While there are dozens of potential tax breaks available for 2020, here are 7 of the leading ways you can save big money on your 2020 tax return.
1. Stimulus Payments
As part of the CARES Act, millions of Americans received stimulus checks in 2020, and those payments were an advance refundable tax credit on your 2020 taxes. This means that no matter how much you owe (or get back) on your 2020 taxes, you get to keep all of the stimulus money and won’t have to pay any taxes on it.

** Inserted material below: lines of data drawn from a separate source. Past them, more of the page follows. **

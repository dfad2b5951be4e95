//! Display configuration types and builder

pub use crate::error::{BuilderError, MAX_RESET_DURATION_MS, MAX_VCOM_MV};
use crate::profile::Model;

/// Panel dimensions in pixels
#[derive(Clone, Copy, Debug, PartialEq, Eq)]
pub struct Dimensions {
    /// Width in pixels
    pub width: u16,
    /// Height in pixels
    pub height: u16,
}

impl Dimensions {
    /// Create new dimensions
    pub const fn new(width: u16, height: u16) -> Self {
        Self { width, height }
    }

    /// Bytes per row of a 4bpp packed buffer
    pub fn stride(&self) -> usize {
        (self.width as usize).div_ceil(2)
    }

    /// Size in bytes of a 4bpp packed buffer covering the panel
    pub fn buffer_size(&self) -> usize {
        self.stride() * self.height as usize
    }

    /// Dimensions as seen through `rotation`
    pub fn rotated(&self, rotation: Rotation) -> Self {
        match rotation {
            Rotation::Rotate0 | Rotation::Rotate180 => *self,
            Rotation::Rotate90 | Rotation::Rotate270 => Self {
                width: self.height,
                height: self.width,
            },
        }
    }
}

/// Display rotation relative to native orientation
#[derive(Clone, Copy, Debug, Default, PartialEq, Eq)]
pub enum Rotation {
    /// No rotation
    #[default]
    Rotate0,
    /// Rotate 90 degrees clockwise
    Rotate90,
    /// Rotate 180 degrees
    Rotate180,
    /// Rotate 270 degrees clockwise
    Rotate270,
}

impl Rotation {
    /// Rotation code used in the load-image flag word
    pub fn code(self) -> u16 {
        match self {
            Rotation::Rotate0 => 0,
            Rotation::Rotate90 => 1,
            Rotation::Rotate180 => 2,
            Rotation::Rotate270 => 3,
        }
    }

    /// Rotation in degrees
    pub fn degrees(self) -> u16 {
        self.code() * 90
    }
}

/// Byte order tag for image loads
#[derive(Clone, Copy, Debug, Default, PartialEq, Eq)]
pub enum Endian {
    /// Little endian
    Little,
    /// Big endian: the first byte of each word lands in the high half,
    /// matching the even-x-high-nibble packing of the framebuffer
    #[default]
    Big,
}

impl Endian {
    /// Endian code used in the load-image flag word
    pub fn code(self) -> u16 {
        match self {
            Endian::Little => 0,
            Endian::Big => 1,
        }
    }
}

/// Where bring-up takes the panel geometry and buffer address from
#[derive(Clone, Copy, Debug, Default, PartialEq, Eq)]
pub enum DeviceInfoPolicy {
    /// Query the controller; fall back to the model profile if the answer
    /// is implausible
    Query,
    /// Use the model profile and never trust the query. Needed on hardware
    /// revisions that answer the device-info command with garbage (M5Paper).
    #[default]
    Profile,
}

/// Display configuration
///
/// This struct holds all configurable parameters for the IT8951 driver.
/// Use `Builder` to create a Config.
#[derive(Clone, Debug)]
pub struct Config {
    /// Panel model, selects the fallback profile
    pub model: Model,
    /// Device info source
    pub device_info: DeviceInfoPolicy,
    /// Display rotation
    pub rotation: Rotation,
    /// Send pixel words as stored instead of inverted
    pub reversed: bool,
    /// VCOM magnitude in millivolts (2300 = -2.30 V)
    pub vcom_mv: u16,
    /// Reset pulse width in milliseconds
    pub reset_duration_ms: u32,
    /// How long to wait for the LUT engine before starting an update
    pub lut_timeout_ms: u32,
    /// Byte order tag for image loads
    pub endian: Endian,
}

impl Config {
    /// Logical dimensions of the model profile, before any device query
    pub fn profile_dimensions(&self) -> Dimensions {
        self.model.profile().panel.rotated(self.rotation)
    }
}

/// Builder for constructing display configuration
///
/// # Example
///
/// ```
/// use it8951::{Builder, Model, Rotation};
///
/// let config = Builder::new()
///     .model(Model::M5Epd)
///     .rotation(Rotation::Rotate90)
///     .vcom_mv(2300)
///     .build()
///     .expect("valid configuration");
/// assert_eq!(config.profile_dimensions().width, 540);
/// ```
pub struct Builder {
    model: Model,
    device_info: DeviceInfoPolicy,
    rotation: Rotation,
    reversed: bool,
    vcom_mv: u16,
    reset_duration_ms: u32,
    lut_timeout_ms: u32,
    endian: Endian,
}

impl Default for Builder {
    fn default() -> Self {
        Builder {
            model: Model::M5Epd,
            device_info: DeviceInfoPolicy::Profile,
            rotation: Rotation::Rotate0,
            reversed: false,
            // -2.30 V
            vcom_mv: 2300,
            reset_duration_ms: 100,
            // INIT waveform takes ~2 s
            lut_timeout_ms: 3000,
            endian: Endian::Big,
        }
    }
}

impl Builder {
    /// Create a new Builder with default values
    pub fn new() -> Self {
        Self::default()
    }

    /// Set panel model
    pub fn model(mut self, model: Model) -> Self {
        self.model = model;
        self
    }

    /// Set device info policy
    pub fn device_info(mut self, policy: DeviceInfoPolicy) -> Self {
        self.device_info = policy;
        self
    }

    /// Set display rotation
    pub fn rotation(mut self, rotation: Rotation) -> Self {
        self.rotation = rotation;
        self
    }

    /// Set reversed polarity
    pub fn reversed(mut self, reversed: bool) -> Self {
        self.reversed = reversed;
        self
    }

    /// Set VCOM magnitude in millivolts
    pub fn vcom_mv(mut self, millivolts: u16) -> Self {
        self.vcom_mv = millivolts;
        self
    }

    /// Set reset pulse width
    pub fn reset_duration_ms(mut self, ms: u32) -> Self {
        self.reset_duration_ms = ms;
        self
    }

    /// Set LUT engine timeout
    pub fn lut_timeout_ms(mut self, ms: u32) -> Self {
        self.lut_timeout_ms = ms;
        self
    }

    /// Set image load byte order
    pub fn endian(mut self, endian: Endian) -> Self {
        self.endian = endian;
        self
    }

    /// Build the configuration
    ///
    /// # Errors
    ///
    /// Returns `BuilderError::InvalidVcom` if VCOM exceeds [`MAX_VCOM_MV`] and
    /// `BuilderError::InvalidResetDuration` if the reset pulse is zero or
    /// longer than [`MAX_RESET_DURATION_MS`].
    pub fn build(self) -> Result<Config, BuilderError> {
        if self.vcom_mv > MAX_VCOM_MV {
            return Err(BuilderError::InvalidVcom {
                millivolts: self.vcom_mv,
            });
        }
        if self.reset_duration_ms == 0 || self.reset_duration_ms > MAX_RESET_DURATION_MS {
            return Err(BuilderError::InvalidResetDuration {
                ms: self.reset_duration_ms,
            });
        }
        Ok(Config {
            model: self.model,
            device_info: self.device_info,
            rotation: self.rotation,
            reversed: self.reversed,
            vcom_mv: self.vcom_mv,
            reset_duration_ms: self.reset_duration_ms,
            lut_timeout_ms: self.lut_timeout_ms,
            endian: self.endian,
        })
    }
}

#[cfg(test)]
mod tests {
    use super::*;

    #[test]
    fn test_defaults_match_m5paper() {
        let config = Builder::new().build().unwrap();
        assert_eq!(config.model, Model::M5Epd);
        assert_eq!(config.device_info, DeviceInfoPolicy::Profile);
        assert_eq!(config.vcom_mv, 2300);
        assert_eq!(config.reset_duration_ms, 100);
        assert!(!config.reversed);
        assert_eq!(config.profile_dimensions(), Dimensions::new(960, 540));
    }

    #[test]
    fn test_rejects_vcom_out_of_range() {
        let result = Builder::new().vcom_mv(MAX_VCOM_MV + 1).build();
        assert_eq!(
            result.err(),
            Some(BuilderError::InvalidVcom {
                millivolts: MAX_VCOM_MV + 1
            })
        );
    }

    #[test]
    fn test_rejects_reset_duration_out_of_range() {
        assert_eq!(
            Builder::new().reset_duration_ms(0).build().err(),
            Some(BuilderError::InvalidResetDuration { ms: 0 })
        );
        assert_eq!(
            Builder::new().reset_duration_ms(501).build().err(),
            Some(BuilderError::InvalidResetDuration { ms: 501 })
        );
        assert!(Builder::new().reset_duration_ms(500).build().is_ok());
    }

    #[test]
    fn test_rotated_dimensions_swap_for_quarter_turns() {
        let dims = Dimensions::new(960, 540);
        assert_eq!(dims.rotated(Rotation::Rotate0), dims);
        assert_eq!(dims.rotated(Rotation::Rotate180), dims);
        assert_eq!(dims.rotated(Rotation::Rotate90), Dimensions::new(540, 960));
        assert_eq!(dims.rotated(Rotation::Rotate270), Dimensions::new(540, 960));
    }

    #[test]
    fn test_buffer_size_packs_two_pixels_per_byte() {
        assert_eq!(Dimensions::new(960, 540).buffer_size(), 960 * 540 / 2);
        // Odd widths round the row up
        assert_eq!(Dimensions::new(5, 2).buffer_size(), 6);
    }
}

Because the IRS didn’t have everyone’s 2020 tax returns when they issued the stimulus checks, they based the stimulus payments on your 2018 or 2019 returns, whichever one you had most recently filed. Using data from those years, the stimulus payments from 2020 phased out at an adjusted gross income (AGI) of $75,000 to $99,000 for singles and at $150,000 to $198,000 for married couples filing jointly.
Given that the stimulus payments were based on your AGI for 2018 or 2019 but technically apply to your 2020 AGI, you may find that your payment was either too much or too little. But there’s good news—even if your financial situation has improved since 2018 or 2019 and you received too much stimulus money based on your 2020 income, you get to keep the overage.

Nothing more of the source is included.